Ezjail is fairly old. It works with the older less capable API to jails and is restricted to features supported by the old API. It was also designed for use with UFS on tiny disks.

Lets say you are a webhoster around the year 2000 and your servers have a handfull 36GB or 72GB SCSI disks. You want to protect each customer from all other customers and protect yourself from all customer scripts. This was before IA32 CPUs offered the features to support efficient transparent virtualisation and even if they did the resource demand per VM would have been too high. As long as your customers are happy with static file hosting everything is fine, but as soon as way want to execute some useful server side scripts you have a problem. FreeBSD offers a way to run one HTTP server per customer inside jail, but keeping a full FreeBSD userland (base + http server + databases + scripting language + customer code) per customer would quickly fill your puny little disks. Ezjails offers a neat solution to the problem: store a template just once and instantiate it with a nullfs read-only mount. Now your storage requirements are manageable at a reasonable price with hardware of the day and your buffer cache hitrates are better too. All of these indirection and aliasing hacks make ezjail more complicated than modern jail managers, because ezjail had to work around the operating system limitations instead of taking advantage yet to be invented operation system features.

Ezjail now supports ZFS.

Sharing one basejail via nullfs is useful feature, can Iocage do this?

Nullfs not only allows to save space on disk but also allows faster updates (extract new basejail then switch all jails to it, without full upgrade of each jail).

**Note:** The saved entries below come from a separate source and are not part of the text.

//! End-to-end registry flow over the durable store: tokenized requests in,
//! receipts and sealed results out, state surviving a restart.

use agp_envelope::{CodecConfig, PayloadCodec, Signed};
use agp_records::resolver::payloads::{
    CreateRequest, DeleteRequest, ListRequest, UpdateRequest,
};
use agp_records::{
    CropRecord, FarmRecord, QueryResult, RecordRegistryApi, RecordResolver, RecordService,
    RegistryConfig, StaticSessionGate,
};
use agp_records::{FileBackedRecordStore, SystemTimeSource, UuidGenerator};
use shared_types::{ActorId, Session, SessionToken};

const TOKEN: &str = "tok-operator";

type FlowResolver = RecordResolver<
    FileBackedRecordStore,
    SystemTimeSource,
    UuidGenerator,
    StaticSessionGate<SystemTimeSource>,
>;

fn codec() -> PayloadCodec {
    PayloadCodec::new(CodecConfig::from_secret_str("integration-secret"))
}

fn resolver(path: &std::path::Path) -> FlowResolver {
    let store = FileBackedRecordStore::open(path).unwrap();
    let service = RecordService::new(
        store,
        SystemTimeSource,
        UuidGenerator,
        RegistryConfig::default(),
    );
    let gate = StaticSessionGate::new(SystemTimeSource).with_session(
        TOKEN,
        Session::new(ActorId::new("district-office"), u64::MAX),
    );
    RecordResolver::new(service, codec(), gate)
}

fn farm(premise_code: &str, name: &str) -> FarmRecord {
    FarmRecord {
        premise_code: premise_code.to_string(),
        name: name.to_string(),
        district: "Kuantan".to_string(),
        state: "Pahang".to_string(),
        holder_name: "Aminah".to_string(),
    }
}

fn seal<T: serde::Serialize>(payload: &T) -> String {
    Signed::seal(payload, &codec()).unwrap()
}

#[test]
fn full_lifecycle_survives_restart() {
    let dir = tempfile::tempdir().unwrap();
    let path = dir.path().join("records.json");

    let farm_uuid;
    {
        let mut resolver = resolver(&path);

        // Create two farms and a crop under the first.
        let first = resolver
            .create::<FarmRecord>(&seal(&CreateRequest {
                token: SessionToken::new(TOKEN),
                record: farm("PK-001", "Ladang Satu"),
            }))
            .unwrap();
        farm_uuid = first.uuid;

        resolver
            .create::<FarmRecord>(&seal(&CreateRequest {
                token: SessionToken::new(TOKEN),
                record: farm("PK-002", "Ladang Dua"),
            }))
            .unwrap();

        resolver
            .create::<CropRecord>(&seal(&CreateRequest {
                token: SessionToken::new(TOKEN),
                record: CropRecord {
                    farm_uuid: Some(farm_uuid),
                    crop_type: "Padi".to_string(),
                    variety: "MR220".to_string(),
                    planted_area_hectares: 2.5,
                    planting_season: "Main".to_string(),
                },
            }))
            .unwrap();

        // Rename the first farm.
        resolver
            .update::<FarmRecord>(&seal(&UpdateRequest {
                token: SessionToken::new(TOKEN),
                uuid: farm_uuid,
                record: farm("PK-001", "Ladang Utama"),
            }))
            .unwrap();
    }

    // Fresh process over the same file.
    let mut resolver = resolver(&path);

    let sealed = resolver
        .list::<FarmRecord>(&seal(&ListRequest {
            token: SessionToken::new(TOKEN),
            limit: None,
        }))
        .unwrap();
    let farms: Signed<QueryResult<FarmRecord>> = Signed::open(&sealed, &codec()).unwrap();
    assert_eq!(farms.payload.query_result.len(), 2);
    assert!(farms
        .payload
        .query_result
        .iter()
        .any(|r| r.record.name == "Ladang Utama"));

    // Sequence numbering resumes after restart.
    let third = resolver
        .create::<FarmRecord>(&seal(&CreateRequest {
            token: SessionToken::new(TOKEN),
            record: farm("PK-003", "Ladang Tiga"),
        }))
        .unwrap();
    assert_eq!(third.sequence_code, "FM-000003");

    // Soft delete excludes from lists but keeps the row and its audit trail.
    resolver
        .delete::<FarmRecord>(&seal(&DeleteRequest {
            token: SessionToken::new(TOKEN),
            uuid: farm_uuid,
        }))
        .unwrap();

    let sealed = resolver
        .list::<FarmRecord>(&seal(&ListRequest {
            token: SessionToken::new(TOKEN),
            limit: None,
        }))
        .unwrap();
    let farms: Signed<QueryResult<FarmRecord>> = Signed::open(&sealed, &codec()).unwrap();
    assert_eq!(farms.payload.query_result.len(), 2);
    assert!(!farms
        .payload
        .query_result
        .iter()
        .any(|r| r.uuid == farm_uuid));

    let kept = resolver.service().fetch_any::<FarmRecord>(farm_uuid).unwrap();
    assert!(kept.columns.deleted_at.is_some());

    // created + created + updated + deleted for farms, plus the third create.
    let activity = resolver.service().activity_for("farms").unwrap();
    assert_eq!(activity.len(), 5);
}
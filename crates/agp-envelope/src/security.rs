//! # Envelope Security
//!
//! Signature computation and verification for envelope strings.
//!
//! ## Security Invariants
//!
//! - **HMAC Signature**: every envelope is authenticated via HMAC-SHA256
//!   over the exact payload bytes that travel in the envelope.
//! - **Constant-Time Verification**: signature comparison leaks no timing
//!   information about how many bytes matched.

use subtle::ConstantTimeEq;

/// Compute the HMAC-SHA256 signature over payload bytes.
pub fn compute_payload_signature(secret: &[u8; 32], payload: &[u8]) -> [u8; 32] {
    use hmac::{Hmac, Mac};
    use sha2::Sha256;
    type HmacSha256 = Hmac<Sha256>;

    let mut mac = HmacSha256::new_from_slice(secret).expect("HMAC key size is always valid");
    mac.update(payload);

    let result = mac.finalize();
    let bytes = result.into_bytes();
    let mut sig = [0u8; 32];
    sig.copy_from_slice(&bytes);
    sig
}

/// Constant-time equality of two signatures.
pub fn signatures_match(expected: &[u8; 32], actual: &[u8; 32]) -> bool {
    expected.ct_eq(actual).into()
}
//! # Shared Types Crate
//!
//! Cross-crate types for the AgriPortal registry: identifiers, timestamps,
//! actors, and sessions.
//!
//! ## Design Principles
//!
//! - **Single Source of Truth**: every type that crosses a crate boundary is
//!   defined here, once.
//! - **No hidden clocks**: subsystems take time through an injected source;
//!   the one free function here exists for the codec and for defaults.

pub mod actor;
pub mod session;
pub mod time;

pub use actor::ActorId;
pub use session::{Session, SessionToken};
pub use time::{current_timestamp, Timestamp};
//! # HTTP Dispatch Surface
//!
//! One POST route per entity kind and action, every body the same shape:
//! `{ "tokenized": "<envelope string>" }`. The route segments only select
//! which resolver operation runs; everything the operation consumes rides
//! inside the envelope.

use std::sync::Arc;

use agp_envelope::EnvelopeError;
use axum::extract::{Path, State};
use axum::http::{header, StatusCode};
use axum::response::{IntoResponse, Response};
use axum::routing::post;
use axum::{Json, Router};
use parking_lot::Mutex;
use serde::Deserialize;
use serde_json::json;

use agp_records::{
    BiosecurityCheck, CropRecord, CsvWorkbookRenderer, FarmRecord, FileBackedRecordStore,
    LivestockRecord, ProductionRecord, RecordFields, RecordResolver, RegistryError,
    StaticSessionGate, SystemTimeSource, UuidGenerator,
};

/// The resolver wiring used by the runtime.
pub type PortalResolver = RecordResolver<
    FileBackedRecordStore,
    SystemTimeSource,
    UuidGenerator,
    StaticSessionGate<SystemTimeSource>,
>;

/// Shared application state.
pub struct AppState {
    pub resolver: Mutex<PortalResolver>,
    pub renderer: CsvWorkbookRenderer,
}

impl AppState {
    pub fn new(resolver: PortalResolver) -> Self {
        Self {
            resolver: Mutex::new(resolver),
            renderer: CsvWorkbookRenderer::new(),
        }
    }
}

/// Every request body carries exactly one envelope string.
#[derive(Debug, Deserialize)]
pub struct TokenizedRequest {
    pub tokenized: String,
}

/// Build the dispatch router.
pub fn router(state: Arc<AppState>) -> Router {
    Router::new()
        .route("/api/records/:kind/:action", post(dispatch))
        .with_state(state)
}

async fn dispatch(
    State(state): State<Arc<AppState>>,
    Path((kind, action)): Path<(String, String)>,
    Json(body): Json<TokenizedRequest>,
) -> Response {
    match kind.as_str() {
        "farms" => handle::<FarmRecord>(&state, &action, &body.tokenized),
        "crops" => handle::<CropRecord>(&state, &action, &body.tokenized),
        "livestock" => handle::<LivestockRecord>(&state, &action, &body.tokenized),
        "biosecurity" => handle::<BiosecurityCheck>(&state, &action, &body.tokenized),
        "production" => handle::<ProductionRecord>(&state, &action, &body.tokenized),
        _ => not_found(&format!("unknown entity kind '{}'", kind)),
    }
}

fn handle<F: RecordFields>(state: &AppState, action: &str, tokenized: &str) -> Response {
    let mut resolver = state.resolver.lock();

    let result = match action {
        "create" => resolver.create::<F>(tokenized).map(receipt_response),
        "update" => resolver.update::<F>(tokenized).map(receipt_response),
        "delete" => resolver.delete::<F>(tokenized).map(receipt_response),
        "list" => resolver
            .list::<F>(tokenized)
            .map(|sealed| Json(json!({ "tokenized": sealed })).into_response()),
        "export" => resolver
            .export::<F>(tokenized, &state.renderer)
            .map(workbook_response),
        _ => return not_found(&format!("unknown action '{}'", action)),
    };

    match result {
        Ok(response) => response,
        Err(error) => error_response(&error),
    }
}

fn receipt_response(receipt: agp_records::MutationReceipt) -> Response {
    Json(receipt).into_response()
}

fn workbook_response(bytes: Vec<u8>) -> Response {
    ([(header::CONTENT_TYPE, "text/csv")], bytes).into_response()
}

fn not_found(message: &str) -> Response {
    (
        StatusCode::NOT_FOUND,
        Json(json!({ "status": "error", "message": message })),
    )
        .into_response()
}

/// Map registry failures onto HTTP statuses; messages surface verbatim.
fn error_response(error: &RegistryError) -> Response {
    let status = match error {
        RegistryError::Auth(_) => StatusCode::UNAUTHORIZED,
        RegistryError::Envelope(EnvelopeError::IntegrityFailure) => StatusCode::UNAUTHORIZED,
        RegistryError::Envelope(_) => StatusCode::BAD_REQUEST,
        RegistryError::MissingRelation { .. }
        | RegistryError::DuplicateUniqueKey { .. }
        | RegistryError::InvalidFields { .. } => StatusCode::UNPROCESSABLE_ENTITY,
        RegistryError::RelationNotFound { .. } | RegistryError::NotFound { .. } => {
            StatusCode::NOT_FOUND
        }
        RegistryError::Store(_) | RegistryError::Workbook(_) => {
            StatusCode::INTERNAL_SERVER_ERROR
        }
    };

    if status.is_server_error() {
        tracing::error!("[agp-runtime] request failed: {}", error);
    } else {
        tracing::debug!("[agp-runtime] request rejected: {}", error);
    }

    (
        status,
        Json(json!({ "status": "error", "message": error.to_string() })),
    )
        .into_response()
}
//! # Resolver Shell
//!
//! The envelope-facing wrapper around the registry service. Every operation
//! follows the same sequence: open the envelope, validate the session, run
//! the registry logic, return a receipt (mutations) or a sealed query
//! result (bulk reads).
//!
//! Session and envelope failures abort before any side effect; validation
//! failures abort before persistence. There is nothing to roll back at any
//! abort point because the record write and its audit entry only ever
//! travel in one atomic commit below this layer.

pub mod payloads;
#[cfg(test)]
mod tests;

use agp_envelope::{PayloadCodec, Signed};
use shared_types::Session;

use crate::domain::entities::RecordFields;
use crate::domain::errors::RegistryError;
use crate::ports::inbound::RecordRegistryApi;
use crate::ports::outbound::{
    IdGenerator, RecordStore, SessionGate, TimeSource, WorkbookRenderer,
};
use crate::service::RecordService;

use payloads::{
    CreateRequest, DeleteRequest, ExportRequest, ListRequest, MutationReceipt, QueryResult,
    RecordView, UpdateRequest,
};

/// The per-operation shell applying the transport convention.
pub struct RecordResolver<ST, TS, ID, SG>
where
    ST: RecordStore,
    TS: TimeSource,
    ID: IdGenerator,
    SG: SessionGate,
{
    service: RecordService<ST, TS, ID>,
    codec: PayloadCodec,
    gate: SG,
}

impl<ST, TS, ID, SG> RecordResolver<ST, TS, ID, SG>
where
    ST: RecordStore,
    TS: TimeSource,
    ID: IdGenerator,
    SG: SessionGate,
{
    pub fn new(service: RecordService<ST, TS, ID>, codec: PayloadCodec, gate: SG) -> Self {
        Self {
            service,
            codec,
            gate,
        }
    }

    /// Get reference to the underlying service.
    pub fn service(&self) -> &RecordService<ST, TS, ID> {
        &self.service
    }

    /// Get mutable reference to the underlying service.
    pub fn service_mut(&mut self) -> &mut RecordService<ST, TS, ID> {
        &mut self.service
    }

    /// Open an envelope and validate the session it carries, in that order.
    fn open_session<P, T>(
        &self,
        tokenized: &str,
        token_of: T,
    ) -> Result<(P, Session), RegistryError>
    where
        P: serde::de::DeserializeOwned,
        T: Fn(&P) -> &shared_types::SessionToken,
    {
        let opened: Signed<P> = Signed::open(tokenized, &self.codec)?;
        let payload = opened.payload;
        let session = self.gate.assert_valid(token_of(&payload))?;
        Ok((payload, session))
    }

    /// Create a record from a tokenized payload.
    pub fn create<F: RecordFields>(
        &mut self,
        tokenized: &str,
    ) -> Result<MutationReceipt, RegistryError> {
        // Step 1: Open envelope, validate session
        let (request, session) =
            self.open_session::<CreateRequest<F>, _>(tokenized, |r| &r.token)?;

        // Step 2: Relations, generated fields, atomic persist + audit
        let columns = self.service.create(&session.actor, request.record)?;

        // Step 3: Receipt
        Ok(MutationReceipt::success(&columns))
    }

    /// Update a record; the identifier rides inside the payload.
    pub fn update<F: RecordFields>(
        &mut self,
        tokenized: &str,
    ) -> Result<MutationReceipt, RegistryError> {
        // Step 1: Open envelope (typed decode drops any server-managed
        // fields a stale client embedded), validate session
        let (request, session) =
            self.open_session::<UpdateRequest<F>, _>(tokenized, |r| &r.token)?;

        // Step 2: Persist by identifier + audit
        let columns = self
            .service
            .update(&session.actor, request.uuid, request.record)?;

        Ok(MutationReceipt::success(&columns))
    }

    /// Soft-delete a record.
    pub fn delete<F: RecordFields>(
        &mut self,
        tokenized: &str,
    ) -> Result<MutationReceipt, RegistryError> {
        // Step 1: Open envelope, validate session
        let (request, session) = self.open_session::<DeleteRequest, _>(tokenized, |r| &r.token)?;

        // Step 2: Snapshot, mark deleted, persist + audit
        let columns = self
            .service
            .soft_delete::<F>(&session.actor, request.uuid)?;

        Ok(MutationReceipt::success(&columns))
    }

    /// List live records, sealed as `{ "queryResult": [...] }`.
    pub fn list<F: RecordFields>(&self, tokenized: &str) -> Result<String, RegistryError> {
        // Step 1: Open envelope, validate session
        let (request, _session) = self.open_session::<ListRequest, _>(tokenized, |r| &r.token)?;

        // Step 2: Query live rows
        let records = self.service.list::<F>(request.limit)?;

        // Step 3: Seal the result; decode responsibility is the caller's
        let result = QueryResult {
            query_result: records.into_iter().map(RecordView::from).collect(),
        };
        Ok(Signed::seal(&result, &self.codec)?)
    }

    /// Export live records through the workbook collaborator.
    pub fn export<F: RecordFields>(
        &mut self,
        tokenized: &str,
        renderer: &dyn WorkbookRenderer,
    ) -> Result<Vec<u8>, RegistryError> {
        // Step 1: Open envelope, validate session
        let (_request, session) =
            self.open_session::<ExportRequest, _>(tokenized, |r| &r.token)?;

        // Step 2: Render + audit
        self.service.export_workbook::<F>(&session.actor, renderer)
    }
}
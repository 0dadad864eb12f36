//! # Activity Log Entries
//!
//! Append-only audit records written in the same atomic commit as the
//! record mutation they describe. There is no read path in the portal API;
//! the accessor on the store exists for verification.

use serde::{Deserialize, Serialize};
use serde_json::Value;
use shared_types::{ActorId, Timestamp};
use uuid::Uuid;

/// What happened.
#[derive(Debug, Clone, Copy, PartialEq, Eq, Serialize, Deserialize)]
#[serde(rename_all = "lowercase")]
pub enum ActivityAction {
    Created,
    Updated,
    Deleted,
    Exported,
}

/// One activity-log line.
#[derive(Debug, Clone, PartialEq, Serialize, Deserialize)]
#[serde(rename_all = "camelCase")]
pub struct ActivityEntry {
    /// Operator who performed the action.
    pub actor: ActorId,
    pub action: ActivityAction,
    /// Entity kind the action applied to.
    pub entity_kind: String,
    /// Record the action applied to; absent for bulk actions like export.
    #[serde(default, skip_serializing_if = "Option::is_none")]
    pub record_uuid: Option<Uuid>,
    pub at: Timestamp,
    /// Full prior state, captured before destructive changes.
    #[serde(default, skip_serializing_if = "Option::is_none")]
    pub previous: Option<Value>,
}

impl ActivityEntry {
    pub fn new(
        actor: ActorId,
        action: ActivityAction,
        entity_kind: &str,
        record_uuid: Option<Uuid>,
        at: Timestamp,
    ) -> Self {
        Self {
            actor,
            action,
            entity_kind: entity_kind.to_string(),
            record_uuid,
            at,
            previous: None,
        }
    }

    /// Attach the prior state snapshot.
    pub fn with_previous(mut self, previous: Value) -> Self {
        self.previous = Some(previous);
        self
    }
}
//! # Inbound Port (Driving Port)
//!
//! The primary API of the record registry. The resolver shell is its only
//! production caller; tests drive it directly.

use shared_types::ActorId;
use uuid::Uuid;

use crate::domain::entities::{RecordFields, StoredRecord, SystemColumns};
use crate::domain::errors::RegistryError;
use crate::ports::outbound::WorkbookRenderer;

/// Entity-generic registry operations.
///
/// Implementations must enforce the domain rules: server-assigned columns,
/// the centralized live filter, relation and unique-key validation, and the
/// atomic record-plus-audit commit.
pub trait RecordRegistryApi {
    /// Create a record.
    ///
    /// Validates declared relations and the unique key among live rows,
    /// assigns uuid, sequence code, and timestamps, then commits the row
    /// together with its `created` activity entry.
    ///
    /// ## Errors
    ///
    /// - `MissingRelation` / `RelationNotFound`: relation precondition failed
    /// - `DuplicateUniqueKey`: unique key held by another live record
    fn create<F: RecordFields>(
        &mut self,
        actor: &ActorId,
        fields: F,
    ) -> Result<SystemColumns, RegistryError>;

    /// Replace a live record's fields.
    ///
    /// The fields value is the complete caller-writable state; system
    /// columns are preserved except `updated_at`, which is always
    /// server-generated.
    ///
    /// ## Errors
    ///
    /// - `NotFound`: no live record with this identifier
    /// - `MissingRelation` / `RelationNotFound` / `DuplicateUniqueKey`
    fn update<F: RecordFields>(
        &mut self,
        actor: &ActorId,
        uuid: Uuid,
        fields: F,
    ) -> Result<SystemColumns, RegistryError>;

    /// Soft-delete a live record.
    ///
    /// Sets the deletion markers and commits the row together with a
    /// `deleted` activity entry carrying the full prior state. Rows are
    /// never removed.
    fn soft_delete<F: RecordFields>(
        &mut self,
        actor: &ActorId,
        uuid: Uuid,
    ) -> Result<SystemColumns, RegistryError>;

    /// List live records, newest sequence first, capped by the configured
    /// query limit.
    fn list<F: RecordFields>(
        &self,
        limit: Option<usize>,
    ) -> Result<Vec<StoredRecord<F>>, RegistryError>;

    /// Fetch a record by identifier, bypassing the live filter.
    ///
    /// The one sanctioned bypass of the soft-delete predicate; deleted
    /// records come back with their markers set. Used for audit review.
    fn fetch_any<F: RecordFields>(&self, uuid: Uuid) -> Result<StoredRecord<F>, RegistryError>;

    /// Count live records.
    fn count<F: RecordFields>(&self) -> Result<usize, RegistryError>;

    /// Render all live records of a kind through the workbook collaborator,
    /// logging an `exported` activity entry.
    fn export_workbook<F: RecordFields>(
        &mut self,
        actor: &ActorId,
        renderer: &dyn WorkbookRenderer,
    ) -> Result<Vec<u8>, RegistryError>;
}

Also in software old doesn't mean bad, and newer is not automatically better.

I didn't mean to imply that. I just explained why ezjail looks so convoluted to a new user. Ezjail still solves the same problems today as it did 10 years ago. On the other hand since not even bloatware did keep up with storage cost decreases users can afford more comfortable trade-offs today.
I've found iocage's user interface to be more intuitive. I started using iocage because ezjail broke something when trying to upgrade a jail, but that was probably me doing something wrong.